St. Paul's Cathedral
The earliest church built on this site in the name of Saint Paul dates back to 604 CE. It was made of wood and burned down 71 years later. Subsequent churches were likewise wooden and likewise consumed by fire, until the chaplain to William the Conqueror built the cathedral out of stone in 1087. This building would survive for 600 years.
It's almost like stone isn't flammable. Bloke was a bloody genius.
St. Paul's Cathedral was originally a place of Catholic worship, and a center for public activity. Trading took place in the cathedral, as well as games of sport, despite objections from those in charge of the cathedral. When Henry VIII severed ties with the Catholic Church, St. Paul's became a Protestant cathedral, and although it went back to Catholic worship under Mary, Queen of Scots, St. Paul's became Protestant once and for all under Queen Elizabeth in 1559.

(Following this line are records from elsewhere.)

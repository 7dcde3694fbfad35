//! The target arrival-rate curve and the dispatch instants it implies.
//!
//! # Mathematical behavior
//! Within a stage of length `d` that ramps from `r0` (the previous stage's
//! target, or `start_rate` for the first stage) to `r1`, the instantaneous rate
//! at elapsed time `e` is, with [`RampPolicy::Linear`]:
//!
//! ```text
//! r(e) = r0 + (r1 - r0) * e / d
//! ```
//!
//! and the expected number of arrivals since the stage started is its integral:
//!
//! ```text
//! A(e) = r0 * e + (r1 - r0) * e² / (2d)
//! ```
//!
//! The k-th arrival of the run (k = 0, 1, ...) is dispatched at the earliest
//! instant where the cumulative `A` reaches `k`. Inverting `A` gives that
//! instant in closed form; the numerically stable root used below is
//!
//! ```text
//! e = 2m / (r0 + sqrt(r0² + 4am)),   a = (r1 - r0) / (2d)
//! ```
//!
//! where `m` is the number of arrivals still owed within the stage. Because
//! the instants come straight from the curve, nothing about worker latency can
//! shift them.
//!
//! With [`RampPolicy::Step`] each stage holds its own target for its whole
//! duration and `start_rate` is not used.
use std::time::Duration;

use serde::Deserialize;
use typed_builder::TypedBuilder;

use crate::error::ConfigError;

/// A stage defines a target rate and how long to ramp to it.
///
/// `Stage::new(Duration::from_secs(10), 100.0)` ramps to 100 arrivals per time
/// unit over 10s.
#[derive(Clone, Copy, Debug, PartialEq)]
pub struct Stage {
    pub duration: Duration,
    /// Arrivals per time unit at the end of the stage.
    pub target: f64,
}

impl Stage {
    pub fn new(duration: Duration, target: f64) -> Self {
        Self { duration, target }
    }
}

/// How the rate moves from one stage's target to the next.
#[derive(Clone, Copy, Debug, Default, PartialEq, Eq, Deserialize)]
#[serde(rename_all = "lowercase")]
pub enum RampPolicy {
    /// Linear interpolation across the stage.
    #[default]
    Linear,
    /// Jump to the stage's target at its first instant.
    Step,
}

/// 120 workers per cpu, tuned for I/O bound iterations.
pub fn default_max_workers() -> usize {
    num_cpus::get() * 120
}

/// Static description of a run's arrival rate and capacity.
#[derive(Clone, Debug, PartialEq, TypedBuilder)]
pub struct ScheduleSpec {
    /// Rate at the start of the first stage, per time unit.
    #[builder(default = 0.0)]
    pub start_rate: f64,
    #[builder(default = Duration::from_secs(1))]
    pub time_unit: Duration,
    /// Upper bound on iterations in flight at the same time.
    #[builder(default = default_max_workers())]
    pub max_workers: usize,
    pub stages: Vec<Stage>,
    #[builder(default)]
    pub ramp: RampPolicy,
}

impl ScheduleSpec {
    pub fn validate(&self) -> Result<(), ConfigError> {
        let invalid = |msg: String| Err(ConfigError::InvalidSchedule(msg));
        if self.max_workers == 0 {
            return invalid("max_workers must be greater than zero".into());
        }
        if self.time_unit.is_zero() {
            return invalid("time_unit must be greater than zero".into());
        }
        if !self.start_rate.is_finite() || self.start_rate < 0.0 {
            return invalid(format!("start_rate {} must be >= 0", self.start_rate));
        }
        if self.stages.is_empty() {
            return invalid("at least one stage is required".into());
        }
        for (i, stage) in self.stages.iter().enumerate() {
            if stage.duration.is_zero() {
                return invalid(format!("stage {i} has a zero duration"));
            }
            if !stage.target.is_finite() || stage.target < 0.0 {
                return invalid(format!("stage {i} target {} must be >= 0", stage.target));
            }
        }
        Ok(())
    }

    /// Sum of every stage duration.
    pub fn total_duration(&self) -> Duration {
        self.stages.iter().map(|s| s.duration).sum()
    }

    /// Index of the stage running at `offset`, `None` past the end.
    pub fn stage_at(&self, offset: Duration) -> Option<usize> {
        let mut end = Duration::ZERO;
        self.stages.iter().position(|s| {
            end += s.duration;
            offset < end
        })
    }

    /// Target rate per second at `offset`; zero past the end of the run.
    pub fn rate_at(&self, offset: Duration) -> f64 {
        let t = offset.as_secs_f64();
        self.segments()
            .into_iter()
            .find(|s| t < s.start + s.duration)
            .map(|s| s.rate_at(t - s.start))
            .unwrap_or(0.0)
    }

    /// Expected cumulative arrivals `A(offset)` since the run started.
    pub fn expected_arrivals(&self, offset: Duration) -> f64 {
        let t = offset.as_secs_f64();
        let mut total = 0.0;
        for s in self.segments() {
            if t >= s.start + s.duration {
                total += s.area();
            } else {
                total += s.area_until((t - s.start).max(0.0));
                break;
            }
        }
        total
    }

    /// Dispatch instants of the run, as offsets from its start.
    pub fn arrivals(&self) -> ArrivalSchedule {
        ArrivalSchedule::new(self.segments())
    }

    fn segments(&self) -> Vec<Segment> {
        let unit = self.time_unit.as_secs_f64();
        let mut rate = self.start_rate / unit;
        let mut start = 0.0;
        let mut before = 0.0;
        let mut segments = Vec::with_capacity(self.stages.len());
        for stage in &self.stages {
            let target = stage.target / unit;
            let from = match self.ramp {
                RampPolicy::Linear => rate,
                RampPolicy::Step => target,
            };
            let segment = Segment {
                start,
                duration: stage.duration.as_secs_f64(),
                from,
                to: target,
                before,
            };
            start += segment.duration;
            before += segment.area();
            segments.push(segment);
            rate = target;
        }
        segments
    }
}

/// One stage in seconds and arrivals per second.
#[derive(Clone, Copy, Debug)]
struct Segment {
    start: f64,
    duration: f64,
    from: f64,
    to: f64,
    /// Cumulative arrivals owed before this segment.
    before: f64,
}

impl Segment {
    fn slope_half(&self) -> f64 {
        (self.to - self.from) / (2.0 * self.duration)
    }

    fn rate_at(&self, e: f64) -> f64 {
        self.from + (self.to - self.from) * (e / self.duration).min(1.0)
    }

    fn area(&self) -> f64 {
        (self.from + self.to) / 2.0 * self.duration
    }

    fn area_until(&self, e: f64) -> f64 {
        let e = e.min(self.duration);
        self.from * e + self.slope_half() * e * e
    }

    /// Elapsed time within the segment at which `m` arrivals are reached.
    fn offset_for(&self, m: f64) -> Option<f64> {
        if m <= 0.0 {
            return Some(0.0);
        }
        let disc = (self.from * self.from + 4.0 * self.slope_half() * m).max(0.0);
        let denom = self.from + disc.sqrt();
        if denom <= 0.0 {
            return None;
        }
        Some((2.0 * m / denom).min(self.duration))
    }
}

/// Iterator over the dispatch instants of a schedule.
///
/// Yields offsets from run start, in non-decreasing order, strictly before the
/// end of the last stage.
#[derive(Clone, Debug)]
pub struct ArrivalSchedule {
    segments: Vec<Segment>,
    current: usize,
    next: u64,
}

impl ArrivalSchedule {
    fn new(segments: Vec<Segment>) -> Self {
        Self {
            segments,
            current: 0,
            next: 0,
        }
    }
}

impl Iterator for ArrivalSchedule {
    type Item = Duration;

    fn next(&mut self) -> Option<Duration> {
        let target = self.next as f64;
        while let Some(segment) = self.segments.get(self.current) {
            let owed = (target - segment.before).max(0.0);
            if owed < segment.area() {
                if let Some(e) = segment.offset_for(owed) {
                    self.next += 1;
                    return Some(Duration::from_secs_f64(segment.start + e));
                }
            }
            self.current += 1;
        }
        None
    }
}

#[cfg(test)]
mod tests {
    use super::*;

    fn spec(start_rate: f64, stages: Vec<Stage>) -> ScheduleSpec {
        ScheduleSpec::builder()
            .start_rate(start_rate)
            .max_workers(100)
            .stages(stages)
            .build()
    }

    fn secs(s: u64) -> Duration {
        Duration::from_secs(s)
    }

    fn count_between(instants: &[Duration], a: f64, b: f64) -> usize {
        instants
            .iter()
            .filter(|t| (a..b).contains(&t.as_secs_f64()))
            .count()
    }

    mod validate {
        use super::*;

        #[test]
        fn accepts_well_formed() {
            assert!(spec(1., vec![Stage::new(secs(10), 10.)]).validate().is_ok());
        }

        #[test]
        fn rejects_zero_workers() {
            let mut s = spec(1., vec![Stage::new(secs(10), 10.)]);
            s.max_workers = 0;
            assert!(matches!(s.validate(), Err(ConfigError::InvalidSchedule(_))));
        }

        #[test]
        fn rejects_zero_duration_stage() {
            let s = spec(1., vec![Stage::new(Duration::ZERO, 10.)]);
            assert!(matches!(s.validate(), Err(ConfigError::InvalidSchedule(_))));
        }

        #[test]
        fn rejects_negative_rates() {
            let s = spec(-1., vec![Stage::new(secs(1), 10.)]);
            assert!(s.validate().is_err());
            let s = spec(1., vec![Stage::new(secs(1), -10.)]);
            assert!(s.validate().is_err());
            let s = spec(1., vec![Stage::new(secs(1), f64::NAN)]);
            assert!(s.validate().is_err());
        }

        #[test]
        fn rejects_empty_stages() {
            assert!(spec(1., vec![]).validate().is_err());
        }
    }

    mod rate_at {
        use super::*;

        fn assert_close(got: f64, want: f64) {
            assert!((got - want).abs() < 1e-9, "expected {want}, got {got}");
        }

        #[test]
        fn ramp_up() {
            let s = spec(0., vec![Stage::new(secs(10), 100.)]);
            for i in 0..10 {
                assert_close(s.rate_at(secs(i)), (i * 10) as f64);
            }
        }

        #[test]
        fn ramp_down() {
            let s = spec(100., vec![Stage::new(secs(10), 0.)]);
            for i in 0..10 {
                assert_close(s.rate_at(secs(i)), (100 - i * 10) as f64);
            }
        }

        #[test]
        fn hold_steady() {
            let s = spec(100., vec![Stage::new(secs(10), 100.)]);
            for i in 0..10 {
                assert_eq!(s.rate_at(secs(i)), 100.);
            }
        }

        #[test]
        fn next_stage_starts_from_previous_target() {
            let s = spec(0., vec![Stage::new(secs(10), 100.), Stage::new(secs(10), 0.)]);
            assert_eq!(s.rate_at(secs(10)), 100.);
            assert_eq!(s.rate_at(secs(15)), 50.);
        }

        #[test]
        fn step_jumps_to_target() {
            let mut s = spec(0., vec![Stage::new(secs(10), 100.), Stage::new(secs(10), 20.)]);
            s.ramp = RampPolicy::Step;
            assert_eq!(s.rate_at(Duration::ZERO), 100.);
            assert_eq!(s.rate_at(secs(9)), 100.);
            assert_eq!(s.rate_at(secs(10)), 20.);
        }

        #[test]
        fn time_unit_scales_rates() {
            let mut s = spec(60., vec![Stage::new(secs(60), 60.)]);
            s.time_unit = Duration::from_secs(60);
            assert_eq!(s.rate_at(secs(1)), 1.);
        }

        #[test]
        fn zero_past_the_end() {
            let s = spec(10., vec![Stage::new(secs(10), 10.)]);
            assert_eq!(s.rate_at(secs(10)), 0.);
            assert_eq!(s.rate_at(secs(100)), 0.);
        }
    }

    mod arrivals {
        use super::*;

        #[test]
        fn ramp_from_one_to_ten_yields_fifty_five() {
            let s = spec(1., vec![Stage::new(secs(10), 10.)]);
            assert_eq!(s.expected_arrivals(secs(10)), 55.);
            assert_eq!(s.arrivals().count(), 55);
        }

        #[test]
        fn constant_rate_is_evenly_spaced() {
            let s = spec(4., vec![Stage::new(secs(2), 4.)]);
            let instants: Vec<f64> = s.arrivals().map(|d| d.as_secs_f64()).collect();
            assert_eq!(instants, [0., 0.25, 0.5, 0.75, 1., 1.25, 1.5, 1.75]);
        }

        #[test]
        fn constant_rate_fidelity() {
            let rate = 100.;
            let s = spec(rate, vec![Stage::new(secs(30), rate)]);
            let instants: Vec<Duration> = s.arrivals().collect();
            assert_eq!(instants.len(), 3_000);
            for (a, b) in [(0., 1.), (3.5, 9.25), (10., 30.), (0., 30.), (17.3, 17.9)] {
                let expected = rate * (b - a);
                let got = count_between(&instants, a, b) as f64;
                assert!(
                    (got - expected).abs() <= (expected * 0.05).max(1.),
                    "[{a}, {b}): expected {expected}, got {got}"
                );
            }
        }

        #[test]
        fn instants_follow_expected_arrivals() {
            let s = spec(
                5.,
                vec![
                    Stage::new(secs(10), 50.),
                    Stage::new(secs(10), 50.),
                    Stage::new(secs(5), 0.),
                ],
            );
            for (k, at) in s.arrivals().enumerate() {
                let owed = s.expected_arrivals(at);
                assert!((owed - k as f64).abs() < 1e-6, "arrival {k} at {at:?}: A = {owed}");
            }
        }

        #[test]
        fn instants_are_ordered_and_inside_the_run() {
            let s = spec(0., vec![Stage::new(secs(3), 30.), Stage::new(secs(3), 0.)]);
            let instants: Vec<Duration> = s.arrivals().collect();
            assert!(instants.windows(2).all(|w| w[0] <= w[1]));
            assert!(instants.iter().all(|t| *t < s.total_duration()));
            assert_eq!(instants.len(), 90);
        }

        #[test]
        fn zero_rate_stage_is_skipped() {
            let s = spec(
                0.,
                vec![
                    Stage::new(secs(2), 0.),
                    Stage::new(Duration::from_millis(1), 0.),
                    Stage::new(secs(1), 0.),
                ],
            );
            assert_eq!(s.arrivals().count(), 0);
        }

        #[test]
        fn step_policy_counts() {
            let mut s = spec(0., vec![Stage::new(secs(2), 10.), Stage::new(secs(2), 20.)]);
            s.ramp = RampPolicy::Step;
            let instants: Vec<Duration> = s.arrivals().collect();
            assert_eq!(instants.len(), 60);
            assert_eq!(count_between(&instants, 0., 2.), 20);
            assert_eq!(count_between(&instants, 2., 4.), 40);
        }

        #[test]
        fn linear_policy_spreads_ramp() {
            let s = spec(0., vec![Stage::new(secs(10), 100.)]);
            let instants: Vec<Duration> = s.arrivals().collect();
            assert_eq!(instants.len(), 500);
            // A(5) = 125: the first half of the ramp carries a quarter of the load
            let first_half = count_between(&instants, 0., 5.);
            assert!((124..=126).contains(&first_half), "{first_half}");
        }
    }

    #[test]
    fn stage_lookup() {
        let s = spec(0., vec![Stage::new(secs(10), 1.), Stage::new(secs(5), 1.)]);
        assert_eq!(s.stage_at(Duration::ZERO), Some(0));
        assert_eq!(s.stage_at(secs(10)), Some(1));
        assert_eq!(s.stage_at(secs(15)), None);
        assert_eq!(s.total_duration(), secs(15));
    }
}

Efforts to restore St. Paul's were delayed time and time again by such events as the English Civil War and the Great Fire of 1666, which claimed the cathedral as one of its many casualties. Legendary architect Christopher Wren, who was only in his thirties, was hired to redesign St. Paul's before it was destroyed by the Great Fire, and he engineered the design and construction of a new, revitalized cathedral.
By the nineteenth century, St. Paul's had once again lost its lustre. Queen Victoria remarked that the cathedral was "dreary, dingy, and undevotional." Funds were raised to improve the cathedral by such philanthropists as Maria Hackett and William Weldon Champneys. But not Crawford Starrick. Interesting.